[The task] Beginning with the line that has "if let Some(v) = env(key)", reproduce each remaining line of the data exactly, down to and including the last.

[Dataset records]
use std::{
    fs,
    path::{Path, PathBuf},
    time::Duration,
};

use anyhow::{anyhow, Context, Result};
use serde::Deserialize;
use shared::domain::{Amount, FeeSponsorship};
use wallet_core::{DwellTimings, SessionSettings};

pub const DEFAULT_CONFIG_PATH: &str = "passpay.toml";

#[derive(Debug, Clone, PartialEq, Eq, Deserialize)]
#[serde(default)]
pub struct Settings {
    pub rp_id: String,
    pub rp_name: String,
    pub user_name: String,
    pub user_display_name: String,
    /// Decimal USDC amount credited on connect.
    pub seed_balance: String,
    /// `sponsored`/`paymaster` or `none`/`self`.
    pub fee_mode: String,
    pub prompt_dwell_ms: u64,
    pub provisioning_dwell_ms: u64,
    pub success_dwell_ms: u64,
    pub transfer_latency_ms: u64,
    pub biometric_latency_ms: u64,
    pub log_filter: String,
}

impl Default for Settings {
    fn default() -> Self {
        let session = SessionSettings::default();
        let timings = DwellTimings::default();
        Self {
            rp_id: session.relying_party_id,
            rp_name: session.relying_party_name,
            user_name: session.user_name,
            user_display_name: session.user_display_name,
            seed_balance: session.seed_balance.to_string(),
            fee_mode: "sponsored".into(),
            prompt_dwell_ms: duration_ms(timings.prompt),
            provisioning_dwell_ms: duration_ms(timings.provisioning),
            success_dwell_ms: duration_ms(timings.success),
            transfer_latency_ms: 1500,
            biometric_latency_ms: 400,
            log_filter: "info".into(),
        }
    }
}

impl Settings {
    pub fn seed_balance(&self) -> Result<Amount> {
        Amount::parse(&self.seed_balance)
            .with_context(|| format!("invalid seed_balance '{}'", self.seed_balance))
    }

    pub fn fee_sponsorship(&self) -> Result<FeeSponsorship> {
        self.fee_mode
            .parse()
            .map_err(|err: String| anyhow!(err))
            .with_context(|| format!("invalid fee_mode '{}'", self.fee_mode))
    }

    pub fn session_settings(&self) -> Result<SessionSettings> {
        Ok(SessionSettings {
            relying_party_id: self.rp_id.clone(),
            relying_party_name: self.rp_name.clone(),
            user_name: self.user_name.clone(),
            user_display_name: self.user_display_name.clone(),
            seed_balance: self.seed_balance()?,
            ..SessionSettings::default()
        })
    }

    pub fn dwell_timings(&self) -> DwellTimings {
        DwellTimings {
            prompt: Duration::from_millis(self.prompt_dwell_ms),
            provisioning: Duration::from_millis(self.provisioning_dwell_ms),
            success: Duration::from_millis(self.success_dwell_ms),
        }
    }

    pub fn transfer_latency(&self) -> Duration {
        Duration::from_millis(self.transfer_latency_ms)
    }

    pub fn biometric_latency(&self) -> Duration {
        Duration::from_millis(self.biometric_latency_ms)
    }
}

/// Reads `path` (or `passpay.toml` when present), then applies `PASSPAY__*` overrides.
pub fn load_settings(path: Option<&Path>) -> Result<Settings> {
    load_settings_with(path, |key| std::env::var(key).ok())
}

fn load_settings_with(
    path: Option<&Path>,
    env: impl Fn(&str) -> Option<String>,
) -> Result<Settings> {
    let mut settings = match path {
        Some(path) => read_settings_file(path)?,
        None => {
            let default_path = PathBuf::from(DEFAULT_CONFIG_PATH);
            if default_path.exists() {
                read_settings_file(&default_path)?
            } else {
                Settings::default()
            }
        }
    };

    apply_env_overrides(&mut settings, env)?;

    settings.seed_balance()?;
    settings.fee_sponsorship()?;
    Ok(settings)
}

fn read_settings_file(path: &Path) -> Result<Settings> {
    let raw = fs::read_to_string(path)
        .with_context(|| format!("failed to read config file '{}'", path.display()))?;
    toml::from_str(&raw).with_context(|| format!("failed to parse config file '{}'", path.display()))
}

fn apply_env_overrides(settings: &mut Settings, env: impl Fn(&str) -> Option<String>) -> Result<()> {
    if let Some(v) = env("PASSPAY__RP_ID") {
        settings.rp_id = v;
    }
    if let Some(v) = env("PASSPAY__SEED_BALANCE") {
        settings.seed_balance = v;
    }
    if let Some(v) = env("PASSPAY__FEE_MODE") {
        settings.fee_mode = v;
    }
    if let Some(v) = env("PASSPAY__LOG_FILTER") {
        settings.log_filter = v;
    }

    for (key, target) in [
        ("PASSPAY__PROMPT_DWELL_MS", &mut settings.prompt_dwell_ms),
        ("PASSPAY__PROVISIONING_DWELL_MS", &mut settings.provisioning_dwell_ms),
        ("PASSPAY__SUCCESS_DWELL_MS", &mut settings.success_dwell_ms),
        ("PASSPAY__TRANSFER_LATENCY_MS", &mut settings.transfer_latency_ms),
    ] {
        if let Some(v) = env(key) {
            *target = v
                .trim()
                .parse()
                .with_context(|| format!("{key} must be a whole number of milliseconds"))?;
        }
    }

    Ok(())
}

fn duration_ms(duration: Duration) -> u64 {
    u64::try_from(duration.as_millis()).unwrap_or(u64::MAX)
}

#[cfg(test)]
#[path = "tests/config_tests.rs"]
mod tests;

[Final answer]
        if let Some(v) = env(key) {
            *target = v
                .trim()
                .parse()
                .with_context(|| format!("{key} must be a whole number of milliseconds"))?;
        }
    }

    Ok(())
}

fn duration_ms(duration: Duration) -> u64 {
    u64::try_from(duration.as_millis()).unwrap_or(u64::MAX)
}

#[cfg(test)]
#[path = "tests/config_tests.rs"]
mod tests;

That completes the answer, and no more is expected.